On an uplifting note, a powerful display of workfloor direct action has emerged in Winnipeg over the past couple of weeks. For years and reasons unknown, CPC management in Winnipeg refused to implement an equal opportunity list for overtime assignments despite union requests and grievances. This obstinance led to CPC relying mostly on egregious favoritism and improper staffing. Finally fed up, almost the entire McDermot depot coordinated a full OT refusal for the entire past week. Now, after ignoring them for so long, it only took a few days for management to agree to use an opportunity list and beg the workers to start doing overtime again.
Other than the obvious difference of efficacy between workfloor organizing and grievance proceduralism, this inspiring example highlights how much easier it is to coordinate actions, and how much more leverage we have now that overtime is no longer mandatory for the overwhelming majority of our membership. CPC is operating well over capacity, and is trying to squeeze more work from an already overburdened labour force. If all any of us did was work safely, not rush to get done, and brought back undelivered product at the end of every regular shift, CPC would be forced to bring in more staff to make sure operations wouldn’t collapse on itself. They know how strained the system is, which is why they are sending out tone-deaf care-packages with psychedelic-themed stamps emblematic of their dissociation from how frustrated postal workers actually feel.

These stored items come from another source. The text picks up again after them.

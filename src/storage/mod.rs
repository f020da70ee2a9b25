// Storage access - existence, byte identity and read-only handles for candidate files
// Kept behind a trait so hosts with scoped file access can plug in their own

use crate::module::ModuleSource;
use std::fs;
use std::io::{self, BufReader};
use std::path::{Path, PathBuf};
use std::sync::Arc;
use tracing::debug;
use walkdir::WalkDir;

// Nothing a tracker module can sensibly be; matches the library scanner cutoff
const MAX_CANDIDATE_BYTES: u64 = 1_000_000_000;

pub trait Storage: Send + Sync {
    fn is_file(&self, path: &Path) -> bool;

    /// Current length in bytes, the cache's notion of file identity.
    fn byte_length(&self, path: &Path) -> io::Result<u64>;

    fn open(&self, path: &Path) -> io::Result<Box<dyn ModuleSource>>;

    fn remove(&self, path: &Path) -> io::Result<()>;
}

impl<S: Storage + ?Sized> Storage for Arc<S> {
    fn is_file(&self, path: &Path) -> bool {
        (**self).is_file(path)
    }

    fn byte_length(&self, path: &Path) -> io::Result<u64> {
        (**self).byte_length(path)
    }

    fn open(&self, path: &Path) -> io::Result<Box<dyn ModuleSource>> {
        (**self).open(path)
    }

    fn remove(&self, path: &Path) -> io::Result<()> {
        (**self).remove(path)
    }
}

/// Plain local filesystem.
#[derive(Debug, Clone, Copy, Default)]
pub struct LocalStorage;

impl Storage for LocalStorage {
    fn is_file(&self, path: &Path) -> bool {
        path.is_file()
    }

    fn byte_length(&self, path: &Path) -> io::Result<u64> {
        Ok(fs::metadata(path)?.len())
    }

    fn open(&self, path: &Path) -> io::Result<Box<dyn ModuleSource>> {
        let file = fs::File::open(path)?;
        Ok(Box::new(BufReader::new(file)))
    }

    fn remove(&self, path: &Path) -> io::Result<()> {
        fs::remove_file(path)
    }
}

/// Expand files and directories into an ordered candidate list.
///
/// Directories are walked recursively in name order; hidden files and
/// directories, empty files and absurdly large files are dropped. Explicit
/// file arguments are kept as given so a missing file still reaches the
/// validity check.
pub fn collect_candidates(paths: &[PathBuf]) -> Vec<PathBuf> {
    let mut candidates = Vec::new();

    for path in paths {
        if !path.is_dir() {
            candidates.push(path.clone());
            continue;
        }

        let before = candidates.len();
        // Hidden dirs (.git, .cache, ...) are pruned whole; the root itself is
        // always walked even when its own name starts with a dot
        for entry in WalkDir::new(path)
            .follow_links(true)
            .sort_by_file_name()
            .into_iter()
            .filter_entry(|e| e.depth() == 0 || !is_hidden(e.path()))
            .filter_map(Result::ok)
        {
            if !entry.file_type().is_file() {
                continue;
            }

            match entry.metadata() {
                Ok(meta) if meta.len() == 0 || meta.len() > MAX_CANDIDATE_BYTES => continue,
                Ok(_) => candidates.push(entry.into_path()),
                Err(_) => continue,
            }
        }
        debug!("Found {} candidates under {}", candidates.len() - before, path.display());
    }

    candidates
}

fn is_hidden(path: &Path) -> bool {
    path.file_name()
        .and_then(|n| n.to_str())
        .map_or(false, |n| n.starts_with('.'))
}
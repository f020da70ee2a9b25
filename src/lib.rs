// modqueue Library - playback sequencing for tracker module players
// Decides which file plays next and remembers which files are worth playing at all

pub mod cache;    // validity cache + backing stores
pub mod config;   // settings and preferences
pub mod error;    // error enums
pub mod module;   // prober interface + header sniffer
pub mod queue;    // ordered/shuffled/looping play queue
pub mod session;  // cache + queue wired together for a player
pub mod storage;  // file access + candidate listing

// Export the stuff hosts actually use
pub use cache::{CacheLookup, ValidityCache};
pub use config::Config;
pub use error::{CacheError, InvalidModule, QueueError, SessionError};
pub use module::{HeaderProber, ModInfo, ModuleProber, ModuleSource};
pub use queue::{PlaybackQueue, QueueHandle, QueueMode, ShuffleIndex};
pub use session::{BackAction, PlaybackSession, QueueEntry, SessionSettings};
pub use storage::{LocalStorage, Storage};
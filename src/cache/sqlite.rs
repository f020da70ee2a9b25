use super::store::{CacheEntry, CacheRecord, CacheStore};
use crate::error::CacheError;
use rusqlite::{params, Connection, OptionalExtension, Row};
use std::path::Path;
use std::sync::{Mutex, PoisonError};

/// Embedded-database cache store; one row per source file.
pub struct SqliteStore {
    conn: Mutex<Connection>,
}

impl SqliteStore {
    pub fn new<P: AsRef<Path>>(db_path: P) -> Result<Self, CacheError> {
        if let Some(parent) = db_path.as_ref().parent() {
            std::fs::create_dir_all(parent)?;
        }
        let conn = Connection::open(db_path)?;
        Self::with_connection(conn)
    }

    pub fn in_memory() -> Result<Self, CacheError> {
        Self::with_connection(Connection::open_in_memory()?)
    }

    fn with_connection(conn: Connection) -> Result<Self, CacheError> {
        let store = Self {
            conn: Mutex::new(conn),
        };
        store.initialize_tables()?;
        Ok(store)
    }

    fn initialize_tables(&self) -> Result<(), CacheError> {
        let conn = self.conn.lock().unwrap_or_else(PoisonError::into_inner);
        conn.execute(
            "CREATE TABLE IF NOT EXISTS module_cache (
                path TEXT PRIMARY KEY,
                skip INTEGER NOT NULL DEFAULT 0,
                byte_length INTEGER,
                name TEXT,
                module_type TEXT,
                cached_at TEXT NOT NULL DEFAULT CURRENT_TIMESTAMP
            )",
            [],
        )?;
        Ok(())
    }

    fn row_to_record(key: &str, row: &Row) -> rusqlite::Result<Result<CacheRecord, CacheError>> {
        let skip: bool = row.get(0)?;
        if skip {
            return Ok(Ok(CacheRecord::Skip));
        }

        let byte_length: Option<i64> = row.get(1)?;
        let name: Option<String> = row.get(2)?;
        let module_type: Option<String> = row.get(3)?;
        let cached_at: String = row.get(4)?;

        let corrupt = |reason: &str| CacheError::Corrupt {
            key: key.to_string(),
            reason: reason.to_string(),
        };

        let record = match (byte_length, name, module_type) {
            (Some(len), Some(name), Some(module_type)) if len >= 0 => {
                match chrono::DateTime::parse_from_rfc3339(&cached_at) {
                    Ok(at) => Ok(CacheRecord::Module(CacheEntry {
                        byte_length: len as u64,
                        name,
                        module_type,
                        cached_at: at.with_timezone(&chrono::Utc),
                    })),
                    Err(_) => Err(corrupt("unparseable timestamp")),
                }
            }
            _ => Err(corrupt("incomplete module row")),
        };
        Ok(record)
    }
}

impl CacheStore for SqliteStore {
    fn get(&self, key: &str) -> Result<Option<CacheRecord>, CacheError> {
        let conn = self.conn.lock().unwrap_or_else(PoisonError::into_inner);
        let mut stmt = conn.prepare(
            "SELECT skip, byte_length, name, module_type, cached_at
             FROM module_cache WHERE path = ?1",
        )?;

        let record = stmt
            .query_row(params![key], |row| Self::row_to_record(key, row))
            .optional()?;

        record.transpose()
    }

    fn put(&self, key: &str, record: &CacheRecord) -> Result<(), CacheError> {
        let conn = self.conn.lock().unwrap_or_else(PoisonError::into_inner);
        match record {
            CacheRecord::Module(entry) => {
                conn.execute(
                    "INSERT OR REPLACE INTO module_cache
                     (path, skip, byte_length, name, module_type, cached_at)
                     VALUES (?1, 0, ?2, ?3, ?4, ?5)",
                    params![
                        key,
                        entry.byte_length as i64,
                        entry.name,
                        entry.module_type,
                        entry.cached_at.to_rfc3339(),
                    ],
                )?;
            }
            CacheRecord::Skip => {
                conn.execute(
                    "INSERT OR REPLACE INTO module_cache
                     (path, skip, byte_length, name, module_type, cached_at)
                     VALUES (?1, 1, NULL, NULL, NULL, ?2)",
                    params![key, chrono::Utc::now().to_rfc3339()],
                )?;
            }
        }
        Ok(())
    }

    fn remove(&self, key: &str) -> Result<bool, CacheError> {
        let conn = self.conn.lock().unwrap_or_else(PoisonError::into_inner);
        let removed = conn.execute("DELETE FROM module_cache WHERE path = ?1", params![key])?;
        Ok(removed > 0)
    }

    fn clear(&self) -> Result<(), CacheError> {
        let conn = self.conn.lock().unwrap_or_else(PoisonError::into_inner);
        conn.execute("DELETE FROM module_cache", [])?;
        Ok(())
    }
}

#[cfg(test)]
mod tests {
    use super::*;
    use chrono::Utc;

    #[test]
    fn test_sqlite_store_round_trips_records() {
        let store = SqliteStore::in_memory().unwrap();
        let key = "/music/dope.mod";
        let entry = CacheEntry {
            byte_length: 4242,
            name: "dope".to_string(),
            module_type: "Protracker (M.K.)".to_string(),
            cached_at: Utc::now(),
        };

        assert_eq!(store.get(key).unwrap(), None);
        store.put(key, &CacheRecord::Module(entry.clone())).unwrap();
        assert_eq!(store.get(key).unwrap(), Some(CacheRecord::Module(entry)));

        store.put(key, &CacheRecord::Skip).unwrap();
        assert_eq!(store.get(key).unwrap(), Some(CacheRecord::Skip));

        assert!(store.remove(key).unwrap());
        assert_eq!(store.get(key).unwrap(), None);
    }

    #[test]
    fn test_sqlite_store_flags_incomplete_rows() {
        let store = SqliteStore::in_memory().unwrap();
        {
            let conn = store.conn.lock().unwrap();
            conn.execute(
                "INSERT INTO module_cache (path, skip, byte_length) VALUES ('/x.xm', 0, 12)",
                [],
            )
            .unwrap();
        }
        assert!(matches!(store.get("/x.xm"), Err(CacheError::Corrupt { .. })));
    }

    #[test]
    fn test_sqlite_store_persists_to_disk() {
        let dir = tempfile::tempdir().unwrap();
        let db = dir.path().join("nested").join("cache.db");
        {
            let store = SqliteStore::new(&db).unwrap();
            store.put("/a.it", &CacheRecord::Skip).unwrap();
        }
        let reopened = SqliteStore::new(&db).unwrap();
        assert_eq!(reopened.get("/a.it").unwrap(), Some(CacheRecord::Skip));
        reopened.clear().unwrap();
        assert_eq!(reopened.get("/a.it").unwrap(), None);
    }
}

The existence of the pandemic does not change our primary goal of arming enough of our union with the tools to mount a sizable resistance to CPC maneuvers and government repression. As long as we continue to do our part in nurturing a spirit of solidarity and supporting any workfloor organizing efforts in CUPW, in our local and beyond, we will be tangibly building towards revitalizing our union. We wholeheartedly commend the efforts of our comrades in Winnipeg and eagerly look forward to resuming our organizer training collaboration with them as soon as that is possible.